Looking past all the Kyrie-based drama that’s eternally engulfed the team, it was also the odd choice to bring in first-time head coach and former two-time MVP Steve Nash to be the team’s leader. After two so-so sub-50 win seasons and failing to even advance to the Eastern Conference Finals under Nash, getting swept in the first round in his last full season as coach, Nash lasted only seven games into the 2022-23 season before the front office decided the matchup was the bad kind of odd.
It’s troubling, then, that the Mavericks’ governor Mark Cuban, saw the Nash hiring in Brooklyn and thought it was worthy of emulation.
The rub: a bridge to nowhere
In ushering in a new relationship-forward era of Mavericks’ basketball, Cuban brought in as a package deal General Manager Nico Harrison and head coach Jason Kidd. A marketer with no NBA team building experience and a head coach whose former team won a championship three seasons after replacing him. An interesting premise, for sure.
In a 2021 interview on The Victory Podcast, Cuban had this to say about Nash and how it informed the hiring of Kidd.
“I like what Steve Nash has done in Brooklyn and we kind of emulated that with this hire…
“Nash is just a relationship person. It used to be, and I used to feel strongly this way, that having an in-game X’s and O’s expert gave you the ultimate advantage. But now I think having a relationship with the person, right? Somebody who can connect with the players, because that’s what gets them to go a little bit harder...
“You want someone that is a relationship person.”
Toxic relationships: staying together for the Kidd
The credibility of what this front office views as a value-adding relationship is testing any benefit of the doubt a surprise Western Conference Finals run might have earned them. Free agency, the area where strong relationships are supposed to matter the most, has been a bust. Any front-office relationship that existed with Jalen Brunson didn’t prevent him from bailing for the Knicks at the first chance he got. It didn’t nab a rotation piece for a team-friendly deal for the chance to be on a contender. Instead, it got a former Kidd player from his Laker days, a 35-year-old JaVale McGee on a 3 year, $17 million contract with a third-year player option. Meanwhile, Lonnie Walker has been perhaps the lone bright spot on a shambling Lakers team and he’s doing it on a one year, $6.5 million contract.

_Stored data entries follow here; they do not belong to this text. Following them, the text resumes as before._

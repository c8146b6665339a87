//! 차트 키와 기간/간격 토큰.
//!
//! 토큰 문자열은 차트 생성기에 그대로 전달되므로 외부 표기(`1mo`, `5d` 등)를
//! 그대로 유지합니다.

use serde::{Deserialize, Serialize};
use std::fmt;
use std::str::FromStr;

use crate::error::CoreError;

/// 차트 조회 기간.
#[derive(Debug, Clone, Copy, PartialEq, Eq, Hash, Serialize, Deserialize)]
pub enum ChartPeriod {
    #[serde(rename = "max")]
    Max,
    #[serde(rename = "10y")]
    Y10,
    #[serde(rename = "5y")]
    Y5,
    #[serde(rename = "2y")]
    Y2,
    #[serde(rename = "1y")]
    Y1,
    #[serde(rename = "6mo")]
    Mo6,
    #[serde(rename = "3mo")]
    Mo3,
    #[serde(rename = "1mo")]
    Mo1,
    #[serde(rename = "5d")]
    D5,
    #[serde(rename = "1d")]
    D1,
}

impl ChartPeriod {
    pub const ALL: [ChartPeriod; 10] = [
        ChartPeriod::Max,
        ChartPeriod::Y10,
        ChartPeriod::Y5,
        ChartPeriod::Y2,
        ChartPeriod::Y1,
        ChartPeriod::Mo6,
        ChartPeriod::Mo3,
        ChartPeriod::Mo1,
        ChartPeriod::D5,
        ChartPeriod::D1,
    ];

    pub fn as_str(&self) -> &'static str {
        match self {
            ChartPeriod::Max => "max",
            ChartPeriod::Y10 => "10y",
            ChartPeriod::Y5 => "5y",
            ChartPeriod::Y2 => "2y",
            ChartPeriod::Y1 => "1y",
            ChartPeriod::Mo6 => "6mo",
            ChartPeriod::Mo3 => "3mo",
            ChartPeriod::Mo1 => "1mo",
            ChartPeriod::D5 => "5d",
            ChartPeriod::D1 => "1d",
        }
    }
}

impl fmt::Display for ChartPeriod {
    fn fmt(&self, f: &mut fmt::Formatter<'_>) -> fmt::Result {
        f.write_str(self.as_str())
    }
}

impl FromStr for ChartPeriod {
    type Err = CoreError;

    fn from_str(s: &str) -> Result<Self, Self::Err> {
        Self::ALL
            .into_iter()
            .find(|p| p.as_str() == s)
            .ok_or_else(|| CoreError::InvalidInput(format!("알 수 없는 기간: {}", s)))
    }
}

/// 갱신 주기 분류.
#[derive(Debug, Clone, Copy, PartialEq, Eq, Hash, Serialize, Deserialize)]
#[serde(rename_all = "lowercase")]
pub enum RefreshClass {
    /// 분봉 (짧은 주기로 갱신)
    Short,
    /// 시간봉 이상 (긴 주기로 갱신)
    Long,
}

/// 차트 캔들 간격.
#[derive(Debug, Clone, Copy, PartialEq, Eq, Hash, Serialize, Deserialize)]
pub enum ChartInterval {
    #[serde(rename = "1m")]
    M1,
    #[serde(rename = "5m")]
    M5,
    #[serde(rename = "30m")]
    M30,
    #[serde(rename = "1h")]
    H1,
    #[serde(rename = "1d")]
    D1,
    #[serde(rename = "5d")]
    D5,
    #[serde(rename = "1wk")]
    W1,
    #[serde(rename = "1mo")]
    Mo1,
    #[serde(rename = "3mo")]
    Mo3,
}

impl ChartInterval {
    pub const ALL: [ChartInterval; 9] = [
        ChartInterval::M1,
        ChartInterval::M5,
        ChartInterval::M30,
        ChartInterval::H1,
        ChartInterval::D1,
        ChartInterval::D5,
        ChartInterval::W1,
        ChartInterval::Mo1,
        ChartInterval::Mo3,
    ];

    pub fn as_str(&self) -> &'static str {
        match self {
            ChartInterval::M1 => "1m",
            ChartInterval::M5 => "5m",
            ChartInterval::M30 => "30m",
            ChartInterval::H1 => "1h",
            ChartInterval::D1 => "1d",
            ChartInterval::D5 => "5d",
            ChartInterval::W1 => "1wk",
            ChartInterval::Mo1 => "1mo",
            ChartInterval::Mo3 => "3mo",
        }
    }

    /// 갱신 주기 분류. 1분/5분봉만 짧은 주기입니다.
    pub fn refresh_class(&self) -> RefreshClass {
        match self {
            ChartInterval::M1 | ChartInterval::M5 => RefreshClass::Short,
            _ => RefreshClass::Long,
        }
    }

    pub fn is_short(&self) -> bool {
        self.refresh_class() == RefreshClass::Short
    }
}

impl fmt::Display for ChartInterval {
    fn fmt(&self, f: &mut fmt::Formatter<'_>) -> fmt::Result {
        f.write_str(self.as_str())
    }
}

impl FromStr for ChartInterval {
    type Err = CoreError;

    fn from_str(s: &str) -> Result<Self, Self::Err> {
        Self::ALL
            .into_iter()
            .find(|i| i.as_str() == s)
            .ok_or_else(|| CoreError::InvalidInput(format!("알 수 없는 간격: {}", s)))
    }
}

/// 차트 캐시 키.
///
/// 심볼은 요청된 그대로(`^GSPC`) 보관하고, 파일명에서만 정규화합니다.
#[derive(Debug, Clone, PartialEq, Eq, Hash, Serialize, Deserialize)]
pub struct ChartKey {
    pub symbol: String,
    pub period: ChartPeriod,
    pub interval: ChartInterval,
}

impl ChartKey {
    /// 새 키를 생성합니다.
    ///
    /// # Errors
    /// 심볼이 비어 있으면 `CoreError::InvalidInput`.
    pub fn new(
        symbol: impl Into<String>,
        period: ChartPeriod,
        interval: ChartInterval,
    ) -> Result<Self, CoreError> {
        let symbol = symbol.into().trim().to_string();
        if symbol.is_empty() {
            return Err(CoreError::InvalidInput("심볼이 비어 있음".to_string()));
        }
        Ok(Self {
            symbol,
            period,
            interval,
        })
    }

    /// 문자열 토큰에서 키를 생성합니다.
    pub fn parse(symbol: &str, period: &str, interval: &str) -> Result<Self, CoreError> {
        Self::new(symbol, period.parse()?, interval.parse()?)
    }

    /// 파일명에 쓰는 심볼.
    ///
    /// 앞의 `^` 하나를 제거하고 `[A-Za-z0-9._=-]` 밖의 문자는 `_`로 바꿉니다.
    pub fn sanitized_symbol(&self) -> String {
        let stripped = self.symbol.strip_prefix('^').unwrap_or(&self.symbol);
        stripped
            .chars()
            .map(|c| {
                if c.is_ascii_alphanumeric() || matches!(c, '.' | '_' | '=' | '-') {
                    c
                } else {
                    '_'
                }
            })
            .collect()
    }

    /// 캐시 파일명: `{심볼}_{기간}_{간격}.png`.
    pub fn file_name(&self) -> String {
        format!(
            "{}_{}_{}.png",
            self.sanitized_symbol(),
            self.period,
            self.interval
        )
    }

    pub fn refresh_class(&self) -> RefreshClass {
        self.interval.refresh_class()
    }
}

impl fmt::Display for ChartKey {
    fn fmt(&self, f: &mut fmt::Formatter<'_>) -> fmt::Result {
        write!(f, "{}/{}/{}", self.symbol, self.period, self.interval)
    }
}

#[cfg(test)]
mod tests {
    use super::*;

    #[test]
    fn test_index_symbol_file_name() {
        let key = ChartKey::parse("^GSPC", "1mo", "1d").unwrap();
        assert_eq!(key.file_name(), "GSPC_1mo_1d.png");
        assert_eq!(key.symbol, "^GSPC");
    }

    #[test]
    fn test_file_name_sanitizing() {
        let key = ChartKey::parse("ES=F", "5d", "5m").unwrap();
        assert_eq!(key.file_name(), "ES=F_5d_5m.png");

        let key = ChartKey::parse("../etc/passwd", "1d", "1m").unwrap();
        assert_eq!(key.file_name(), ".._etc_passwd_1d_1m.png");

        let key = ChartKey::parse("DX-Y.NYB", "1y", "1wk").unwrap();
        assert_eq!(key.file_name(), "DX-Y.NYB_1y_1wk.png");
    }

    #[test]
    fn test_refresh_class() {
        assert!(ChartInterval::M1.is_short());
        assert!(ChartInterval::M5.is_short());
        for interval in ["30m", "1h", "1d", "5d", "1wk", "1mo", "3mo"] {
            let parsed: ChartInterval = interval.parse().unwrap();
            assert_eq!(parsed.refresh_class(), RefreshClass::Long, "{}", interval);
        }
    }

    #[test]
    fn test_unknown_tokens() {
        assert!(matches!(
            "7m".parse::<ChartInterval>(),
            Err(CoreError::InvalidInput(_))
        ));
        assert!("3y".parse::<ChartPeriod>().is_err());
        assert!(ChartKey::parse("  ", "1d", "1m").is_err());
    }

    #[test]
    fn test_token_display() {
        for period in ChartPeriod::ALL {
            assert_eq!(period.to_string().parse::<ChartPeriod>().unwrap(), period);
        }
        assert_eq!(ChartInterval::W1.to_string(), "1wk");
    }
}
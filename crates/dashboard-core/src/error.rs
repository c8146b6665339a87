//! 대시보드 핵심 에러 타입.
//!
//! 세션 분류기 생성, 설정 검증, 도메인 토큰 파싱에서 발생하는 에러를 정의합니다.

use thiserror::Error;

/// 핵심 에러.
#[derive(Debug, Error)]
pub enum CoreError {
    /// 설정 에러 (시간대/세션 경계 등) - 시작 시 치명적
    #[error("설정 에러: {0}")]
    Config(String),

    /// 잘못된 입력 (알 수 없는 기간/간격 토큰 등)
    #[error("잘못된 입력: {0}")]
    InvalidInput(String),
}

/// 핵심 작업을 위한 Result 타입.
pub type CoreResult<T> = Result<T, CoreError>;

impl CoreError {
    /// 시작 단계에서 복구 불가능한 에러인지 확인합니다.
    pub fn is_fatal(&self) -> bool {
        matches!(self, CoreError::Config(_))
    }
}

impl From<config::ConfigError> for CoreError {
    fn from(err: config::ConfigError) -> Self {
        CoreError::Config(err.to_string())
    }
}
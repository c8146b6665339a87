//! 데이터 모듈 오류 타입.

use dashboard_core::CoreError;
use thiserror::Error;

/// 캐시 엔진 및 외부 제공자 오류.
#[derive(Debug, Error)]
pub enum DataError {
    /// 설정 오류
    #[error("Configuration error: {0}")]
    Config(String),

    /// 잘못된 입력 (알 수 없는 기간/간격, 빈 심볼 등)
    #[error("Invalid input: {0}")]
    InvalidInput(String),

    /// 차트 생성기 실행 실패
    #[error("Chart generation failed for {key}: {message}")]
    Generation { key: String, message: String },

    /// 시세 조회 실패
    #[error("Quote fetch failed for {symbol}: {message}")]
    QuoteFetch { symbol: String, message: String },

    /// 캐시 항목 없음
    #[error("Not found: {0}")]
    NotFound(String),

    /// 알 수 없는 공포/탐욕 지수 분류
    #[error("Unknown sentiment category: {0}")]
    UnknownCategory(String),

    /// 공포/탐욕 지수 조회 실패
    #[error("Sentiment fetch failed for {category}: {message}")]
    SentimentFetch { category: String, message: String },

    /// 파일 입출력 오류
    #[error("I/O error: {0}")]
    Io(#[from] std::io::Error),
}

impl DataError {
    /// 외부 제공자 쪽 실패로 재시도할 만한 오류인지 확인합니다.
    pub fn is_retryable(&self) -> bool {
        matches!(
            self,
            DataError::Generation { .. }
                | DataError::QuoteFetch { .. }
                | DataError::SentimentFetch { .. }
        )
    }
}

impl From<CoreError> for DataError {
    fn from(err: CoreError) -> Self {
        match err {
            CoreError::Config(msg) => DataError::Config(msg),
            CoreError::InvalidInput(msg) => DataError::InvalidInput(msg),
        }
    }
}

pub type Result<T> = std::result::Result<T, DataError>;

#[cfg(test)]
mod tests {
    use super::*;

    #[test]
    fn test_retryable() {
        let err = DataError::QuoteFetch {
            symbol: "AAPL".to_string(),
            message: "timeout".to_string(),
        };
        assert!(err.is_retryable());
        assert!(!DataError::NotFound("x".to_string()).is_retryable());
        assert!(!DataError::UnknownCategory("bonds".to_string()).is_retryable());
    }

    #[test]
    fn test_from_core_error() {
        let err: DataError = CoreError::InvalidInput("알 수 없는 간격: 7m".to_string()).into();
        assert!(matches!(err, DataError::InvalidInput(_)));
    }
}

Is there inherent value in having a former all-time great player as the head coach simply because he can relate to your star player? Does that help him draw up a competent out-of-bounds play? Does it keep your star’s body language from souring the moment a teammate botches a layup? Does it win games? In Brooklyn, the team worthy of emulation, the answer was no. Is there an expectation that things are different in Dallas? With Dallas struggling at full strength against teams without their own stars or key rotation players, dropping games to sub-.500 squads, and now facing injury concerns of their own with Maxi Kleber and Dorian Finney-Smith, it’s increasingly hard to see why that would be the case.
When is Dallas going to turn the page on this lackluster output, and do they even have the means to do so?